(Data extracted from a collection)
________

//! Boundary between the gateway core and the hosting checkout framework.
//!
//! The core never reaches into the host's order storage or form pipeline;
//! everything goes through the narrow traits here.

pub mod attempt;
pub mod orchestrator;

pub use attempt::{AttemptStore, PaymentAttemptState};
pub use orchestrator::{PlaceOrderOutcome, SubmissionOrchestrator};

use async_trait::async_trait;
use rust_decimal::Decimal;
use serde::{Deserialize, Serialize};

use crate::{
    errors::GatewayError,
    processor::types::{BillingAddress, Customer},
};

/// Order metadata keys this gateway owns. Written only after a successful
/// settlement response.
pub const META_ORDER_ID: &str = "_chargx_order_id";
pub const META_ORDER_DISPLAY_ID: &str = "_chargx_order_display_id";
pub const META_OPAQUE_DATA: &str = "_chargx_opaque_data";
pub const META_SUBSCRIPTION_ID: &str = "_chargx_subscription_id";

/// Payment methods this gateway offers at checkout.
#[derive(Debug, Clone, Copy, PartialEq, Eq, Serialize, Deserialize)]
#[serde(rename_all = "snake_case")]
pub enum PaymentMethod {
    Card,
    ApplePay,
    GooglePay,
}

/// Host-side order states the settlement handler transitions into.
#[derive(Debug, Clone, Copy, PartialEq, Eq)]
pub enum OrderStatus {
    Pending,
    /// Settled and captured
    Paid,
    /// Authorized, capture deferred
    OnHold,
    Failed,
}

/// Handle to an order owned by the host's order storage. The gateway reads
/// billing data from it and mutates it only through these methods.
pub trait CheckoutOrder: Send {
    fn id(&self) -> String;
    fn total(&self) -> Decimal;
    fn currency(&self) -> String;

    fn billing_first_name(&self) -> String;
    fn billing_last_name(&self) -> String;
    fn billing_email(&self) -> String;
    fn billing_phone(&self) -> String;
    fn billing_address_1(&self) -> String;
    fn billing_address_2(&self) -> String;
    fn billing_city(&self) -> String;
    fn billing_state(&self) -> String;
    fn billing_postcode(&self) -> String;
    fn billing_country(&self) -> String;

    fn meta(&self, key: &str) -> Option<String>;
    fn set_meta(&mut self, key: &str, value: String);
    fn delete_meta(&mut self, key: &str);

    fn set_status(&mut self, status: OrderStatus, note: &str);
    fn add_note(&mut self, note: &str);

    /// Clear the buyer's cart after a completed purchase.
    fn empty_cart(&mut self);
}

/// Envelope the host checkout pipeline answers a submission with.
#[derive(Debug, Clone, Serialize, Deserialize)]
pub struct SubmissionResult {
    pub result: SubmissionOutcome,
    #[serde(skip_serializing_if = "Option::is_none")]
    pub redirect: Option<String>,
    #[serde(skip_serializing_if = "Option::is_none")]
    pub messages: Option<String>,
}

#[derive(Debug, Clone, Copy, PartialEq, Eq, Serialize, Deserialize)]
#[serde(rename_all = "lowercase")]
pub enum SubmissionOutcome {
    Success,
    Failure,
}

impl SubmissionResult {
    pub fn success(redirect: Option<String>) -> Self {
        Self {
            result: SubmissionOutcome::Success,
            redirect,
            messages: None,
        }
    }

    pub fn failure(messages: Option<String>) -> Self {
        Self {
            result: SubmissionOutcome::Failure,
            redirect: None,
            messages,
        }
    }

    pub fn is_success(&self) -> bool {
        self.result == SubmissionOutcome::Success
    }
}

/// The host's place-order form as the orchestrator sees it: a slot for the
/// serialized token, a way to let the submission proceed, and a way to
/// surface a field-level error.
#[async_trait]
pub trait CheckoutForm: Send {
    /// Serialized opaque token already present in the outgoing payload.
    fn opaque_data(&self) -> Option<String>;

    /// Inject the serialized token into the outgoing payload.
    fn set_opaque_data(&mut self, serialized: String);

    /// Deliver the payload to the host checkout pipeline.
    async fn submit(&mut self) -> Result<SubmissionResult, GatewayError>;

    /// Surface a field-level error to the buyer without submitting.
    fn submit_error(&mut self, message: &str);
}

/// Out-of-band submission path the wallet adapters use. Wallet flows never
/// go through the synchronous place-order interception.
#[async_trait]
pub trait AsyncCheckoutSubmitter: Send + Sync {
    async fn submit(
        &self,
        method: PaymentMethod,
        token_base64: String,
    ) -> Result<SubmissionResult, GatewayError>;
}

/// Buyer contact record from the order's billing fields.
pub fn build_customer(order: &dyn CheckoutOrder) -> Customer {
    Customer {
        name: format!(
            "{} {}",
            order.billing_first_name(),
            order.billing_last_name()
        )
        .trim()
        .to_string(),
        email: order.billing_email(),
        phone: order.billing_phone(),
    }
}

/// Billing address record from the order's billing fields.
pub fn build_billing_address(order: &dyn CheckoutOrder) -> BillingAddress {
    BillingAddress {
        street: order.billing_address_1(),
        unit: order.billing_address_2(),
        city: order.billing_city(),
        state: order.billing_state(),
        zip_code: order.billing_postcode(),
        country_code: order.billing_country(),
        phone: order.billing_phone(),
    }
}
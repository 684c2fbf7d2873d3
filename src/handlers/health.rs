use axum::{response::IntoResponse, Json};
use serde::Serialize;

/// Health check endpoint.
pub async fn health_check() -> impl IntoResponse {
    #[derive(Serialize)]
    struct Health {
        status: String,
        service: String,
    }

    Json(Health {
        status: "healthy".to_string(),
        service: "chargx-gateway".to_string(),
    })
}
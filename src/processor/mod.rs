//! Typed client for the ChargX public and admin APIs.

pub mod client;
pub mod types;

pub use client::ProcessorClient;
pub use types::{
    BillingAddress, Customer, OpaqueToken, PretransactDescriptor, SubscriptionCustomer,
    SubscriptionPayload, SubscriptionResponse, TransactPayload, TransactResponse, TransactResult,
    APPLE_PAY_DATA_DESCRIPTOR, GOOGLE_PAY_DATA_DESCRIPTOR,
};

________

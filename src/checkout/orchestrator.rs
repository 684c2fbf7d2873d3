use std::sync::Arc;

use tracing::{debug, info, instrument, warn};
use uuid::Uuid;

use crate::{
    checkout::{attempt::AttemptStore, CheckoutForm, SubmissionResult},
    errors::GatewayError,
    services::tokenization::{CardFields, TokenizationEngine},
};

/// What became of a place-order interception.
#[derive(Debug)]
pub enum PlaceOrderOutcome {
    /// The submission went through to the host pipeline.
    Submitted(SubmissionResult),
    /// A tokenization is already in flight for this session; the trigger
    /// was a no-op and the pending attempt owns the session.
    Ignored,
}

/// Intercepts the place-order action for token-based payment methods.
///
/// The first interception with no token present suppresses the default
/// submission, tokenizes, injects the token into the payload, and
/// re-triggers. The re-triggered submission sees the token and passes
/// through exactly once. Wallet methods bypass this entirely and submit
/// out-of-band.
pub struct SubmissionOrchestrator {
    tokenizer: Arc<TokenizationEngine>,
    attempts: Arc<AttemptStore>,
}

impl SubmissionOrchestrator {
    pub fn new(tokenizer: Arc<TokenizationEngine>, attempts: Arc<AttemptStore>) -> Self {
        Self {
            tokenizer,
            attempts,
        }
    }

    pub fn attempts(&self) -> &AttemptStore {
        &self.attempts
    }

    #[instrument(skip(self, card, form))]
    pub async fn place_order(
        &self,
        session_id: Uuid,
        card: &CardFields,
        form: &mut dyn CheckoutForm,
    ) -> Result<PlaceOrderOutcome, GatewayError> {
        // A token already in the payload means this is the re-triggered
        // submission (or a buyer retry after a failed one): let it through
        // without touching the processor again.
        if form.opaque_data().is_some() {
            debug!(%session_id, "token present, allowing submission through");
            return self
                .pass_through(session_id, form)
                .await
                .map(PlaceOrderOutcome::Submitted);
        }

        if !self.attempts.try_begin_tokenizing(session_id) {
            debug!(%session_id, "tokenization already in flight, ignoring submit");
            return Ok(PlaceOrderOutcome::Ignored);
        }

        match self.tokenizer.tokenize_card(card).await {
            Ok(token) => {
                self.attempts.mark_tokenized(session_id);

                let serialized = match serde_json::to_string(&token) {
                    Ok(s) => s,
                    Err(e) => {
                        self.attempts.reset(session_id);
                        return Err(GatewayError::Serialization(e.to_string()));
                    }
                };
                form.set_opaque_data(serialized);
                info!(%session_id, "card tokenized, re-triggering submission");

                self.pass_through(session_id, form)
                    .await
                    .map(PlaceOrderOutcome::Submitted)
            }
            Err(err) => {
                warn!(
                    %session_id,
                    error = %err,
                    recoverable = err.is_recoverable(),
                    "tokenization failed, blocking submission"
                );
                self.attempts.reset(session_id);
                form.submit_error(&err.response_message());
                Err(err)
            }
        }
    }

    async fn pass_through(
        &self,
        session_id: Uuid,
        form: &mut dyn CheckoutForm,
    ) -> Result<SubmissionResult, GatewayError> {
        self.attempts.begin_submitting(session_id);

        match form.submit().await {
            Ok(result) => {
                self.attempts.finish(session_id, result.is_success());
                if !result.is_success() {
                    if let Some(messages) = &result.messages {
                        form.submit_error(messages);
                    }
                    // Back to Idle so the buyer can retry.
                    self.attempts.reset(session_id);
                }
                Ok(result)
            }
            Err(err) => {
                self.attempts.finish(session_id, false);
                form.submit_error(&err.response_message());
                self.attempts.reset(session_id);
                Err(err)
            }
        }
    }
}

________

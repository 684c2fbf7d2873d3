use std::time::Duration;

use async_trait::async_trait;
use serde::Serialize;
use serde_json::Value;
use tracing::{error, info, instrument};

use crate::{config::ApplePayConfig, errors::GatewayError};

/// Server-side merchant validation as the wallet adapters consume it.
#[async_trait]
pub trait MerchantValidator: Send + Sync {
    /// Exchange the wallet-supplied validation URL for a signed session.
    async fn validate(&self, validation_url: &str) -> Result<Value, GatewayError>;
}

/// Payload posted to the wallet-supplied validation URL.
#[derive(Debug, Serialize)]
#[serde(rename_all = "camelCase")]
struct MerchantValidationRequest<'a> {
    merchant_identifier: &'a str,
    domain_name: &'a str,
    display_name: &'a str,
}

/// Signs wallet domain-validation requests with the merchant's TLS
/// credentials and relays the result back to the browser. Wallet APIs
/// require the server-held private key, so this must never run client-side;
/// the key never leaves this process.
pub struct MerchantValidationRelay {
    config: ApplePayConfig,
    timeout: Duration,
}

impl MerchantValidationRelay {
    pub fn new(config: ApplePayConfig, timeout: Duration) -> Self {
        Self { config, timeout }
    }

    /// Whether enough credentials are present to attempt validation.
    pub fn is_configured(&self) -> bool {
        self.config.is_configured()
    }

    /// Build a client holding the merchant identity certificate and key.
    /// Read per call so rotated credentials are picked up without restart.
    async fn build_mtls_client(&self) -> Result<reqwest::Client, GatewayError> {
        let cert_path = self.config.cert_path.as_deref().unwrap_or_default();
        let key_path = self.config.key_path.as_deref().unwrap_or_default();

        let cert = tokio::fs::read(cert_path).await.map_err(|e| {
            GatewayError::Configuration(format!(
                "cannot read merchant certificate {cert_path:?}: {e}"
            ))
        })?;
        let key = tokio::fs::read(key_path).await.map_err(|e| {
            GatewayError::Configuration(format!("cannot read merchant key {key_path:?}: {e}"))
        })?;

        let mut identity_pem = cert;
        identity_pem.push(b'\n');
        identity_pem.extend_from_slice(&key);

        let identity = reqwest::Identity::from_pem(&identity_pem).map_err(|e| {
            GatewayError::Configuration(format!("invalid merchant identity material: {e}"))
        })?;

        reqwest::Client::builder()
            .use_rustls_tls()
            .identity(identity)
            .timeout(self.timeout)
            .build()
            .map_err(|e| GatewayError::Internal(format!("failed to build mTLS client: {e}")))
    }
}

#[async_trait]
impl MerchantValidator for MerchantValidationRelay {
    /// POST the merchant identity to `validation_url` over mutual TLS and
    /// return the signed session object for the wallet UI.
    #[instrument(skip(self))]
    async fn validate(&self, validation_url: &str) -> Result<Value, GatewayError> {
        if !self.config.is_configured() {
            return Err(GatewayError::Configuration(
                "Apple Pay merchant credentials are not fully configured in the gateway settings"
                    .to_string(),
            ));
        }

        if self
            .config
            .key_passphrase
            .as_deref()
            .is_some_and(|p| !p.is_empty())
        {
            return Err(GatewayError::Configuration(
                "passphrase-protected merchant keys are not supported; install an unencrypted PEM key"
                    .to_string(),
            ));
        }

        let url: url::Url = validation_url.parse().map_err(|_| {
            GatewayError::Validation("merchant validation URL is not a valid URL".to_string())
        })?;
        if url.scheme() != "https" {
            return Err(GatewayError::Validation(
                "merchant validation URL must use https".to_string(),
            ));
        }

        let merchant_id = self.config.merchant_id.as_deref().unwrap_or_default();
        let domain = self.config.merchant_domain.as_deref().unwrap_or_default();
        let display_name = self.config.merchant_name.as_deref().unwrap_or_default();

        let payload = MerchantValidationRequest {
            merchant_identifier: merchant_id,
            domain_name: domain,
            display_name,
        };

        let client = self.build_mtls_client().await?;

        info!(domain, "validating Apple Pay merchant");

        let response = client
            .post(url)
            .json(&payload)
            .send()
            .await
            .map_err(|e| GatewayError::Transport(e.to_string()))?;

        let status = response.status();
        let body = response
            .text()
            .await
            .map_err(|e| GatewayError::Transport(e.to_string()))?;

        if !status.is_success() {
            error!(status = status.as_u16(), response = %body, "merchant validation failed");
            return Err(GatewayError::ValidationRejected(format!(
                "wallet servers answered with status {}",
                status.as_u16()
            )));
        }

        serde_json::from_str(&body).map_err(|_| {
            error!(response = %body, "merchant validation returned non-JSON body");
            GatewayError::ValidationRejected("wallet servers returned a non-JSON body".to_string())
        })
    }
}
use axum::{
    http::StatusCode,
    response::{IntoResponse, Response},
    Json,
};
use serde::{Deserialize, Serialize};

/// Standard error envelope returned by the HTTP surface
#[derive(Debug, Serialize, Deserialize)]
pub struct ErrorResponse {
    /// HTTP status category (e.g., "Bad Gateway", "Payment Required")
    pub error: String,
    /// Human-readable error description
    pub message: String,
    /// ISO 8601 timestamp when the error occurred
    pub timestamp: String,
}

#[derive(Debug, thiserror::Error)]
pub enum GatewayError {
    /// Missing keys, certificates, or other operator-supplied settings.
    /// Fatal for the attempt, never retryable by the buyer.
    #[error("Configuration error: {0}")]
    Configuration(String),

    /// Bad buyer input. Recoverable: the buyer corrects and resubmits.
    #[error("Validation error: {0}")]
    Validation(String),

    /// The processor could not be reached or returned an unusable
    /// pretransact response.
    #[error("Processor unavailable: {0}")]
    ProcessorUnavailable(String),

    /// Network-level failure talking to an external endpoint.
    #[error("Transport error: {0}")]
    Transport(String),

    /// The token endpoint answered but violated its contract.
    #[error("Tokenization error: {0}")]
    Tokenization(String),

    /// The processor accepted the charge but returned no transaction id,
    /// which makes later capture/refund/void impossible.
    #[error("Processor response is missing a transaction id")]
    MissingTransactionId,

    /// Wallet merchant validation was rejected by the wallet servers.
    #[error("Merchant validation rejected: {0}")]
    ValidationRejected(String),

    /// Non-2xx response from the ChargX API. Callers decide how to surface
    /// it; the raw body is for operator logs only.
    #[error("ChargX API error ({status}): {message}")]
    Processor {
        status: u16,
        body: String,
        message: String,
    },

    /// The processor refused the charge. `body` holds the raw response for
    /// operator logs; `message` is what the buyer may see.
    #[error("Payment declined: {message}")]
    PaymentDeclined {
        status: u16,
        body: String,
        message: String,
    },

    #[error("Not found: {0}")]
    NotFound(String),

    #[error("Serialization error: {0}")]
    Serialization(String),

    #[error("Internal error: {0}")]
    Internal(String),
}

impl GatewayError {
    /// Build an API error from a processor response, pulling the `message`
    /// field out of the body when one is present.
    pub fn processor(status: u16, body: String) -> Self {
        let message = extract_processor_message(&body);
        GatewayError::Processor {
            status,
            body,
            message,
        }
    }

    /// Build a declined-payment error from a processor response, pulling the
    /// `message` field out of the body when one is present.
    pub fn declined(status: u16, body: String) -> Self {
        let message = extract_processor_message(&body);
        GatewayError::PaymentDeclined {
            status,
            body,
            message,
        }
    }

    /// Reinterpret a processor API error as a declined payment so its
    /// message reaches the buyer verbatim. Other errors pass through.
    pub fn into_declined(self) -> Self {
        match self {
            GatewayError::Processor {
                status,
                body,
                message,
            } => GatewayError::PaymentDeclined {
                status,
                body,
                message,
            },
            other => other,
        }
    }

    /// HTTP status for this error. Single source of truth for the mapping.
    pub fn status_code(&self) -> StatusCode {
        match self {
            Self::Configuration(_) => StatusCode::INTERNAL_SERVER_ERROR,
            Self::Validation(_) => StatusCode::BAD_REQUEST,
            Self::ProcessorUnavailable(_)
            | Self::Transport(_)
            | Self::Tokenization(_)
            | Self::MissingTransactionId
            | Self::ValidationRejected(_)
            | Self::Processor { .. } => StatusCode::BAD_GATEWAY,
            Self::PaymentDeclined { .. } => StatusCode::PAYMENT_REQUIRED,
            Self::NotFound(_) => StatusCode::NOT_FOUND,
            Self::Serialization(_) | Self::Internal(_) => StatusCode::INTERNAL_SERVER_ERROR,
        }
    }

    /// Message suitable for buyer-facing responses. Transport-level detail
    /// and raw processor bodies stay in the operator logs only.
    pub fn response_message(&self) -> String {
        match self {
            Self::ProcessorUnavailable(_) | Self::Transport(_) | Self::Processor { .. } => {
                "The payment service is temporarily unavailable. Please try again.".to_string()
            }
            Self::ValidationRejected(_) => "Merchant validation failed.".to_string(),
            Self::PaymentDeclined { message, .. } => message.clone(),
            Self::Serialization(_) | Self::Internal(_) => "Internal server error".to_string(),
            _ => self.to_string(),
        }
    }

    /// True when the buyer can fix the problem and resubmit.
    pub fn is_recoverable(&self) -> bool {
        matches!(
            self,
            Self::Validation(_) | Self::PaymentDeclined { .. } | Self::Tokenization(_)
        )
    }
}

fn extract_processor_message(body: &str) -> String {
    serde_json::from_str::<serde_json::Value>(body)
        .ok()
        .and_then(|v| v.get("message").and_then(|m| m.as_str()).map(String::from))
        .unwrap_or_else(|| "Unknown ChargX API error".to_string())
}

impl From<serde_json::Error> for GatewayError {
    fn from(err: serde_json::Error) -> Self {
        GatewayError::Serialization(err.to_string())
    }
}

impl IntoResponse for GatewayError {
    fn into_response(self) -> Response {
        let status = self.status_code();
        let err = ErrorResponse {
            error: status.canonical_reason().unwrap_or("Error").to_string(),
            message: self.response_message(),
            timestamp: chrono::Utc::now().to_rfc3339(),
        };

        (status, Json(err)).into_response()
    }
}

________

#### Exercise description:
For the data above, state only how many lines include the word "methods".

#### Answer to this problem:
4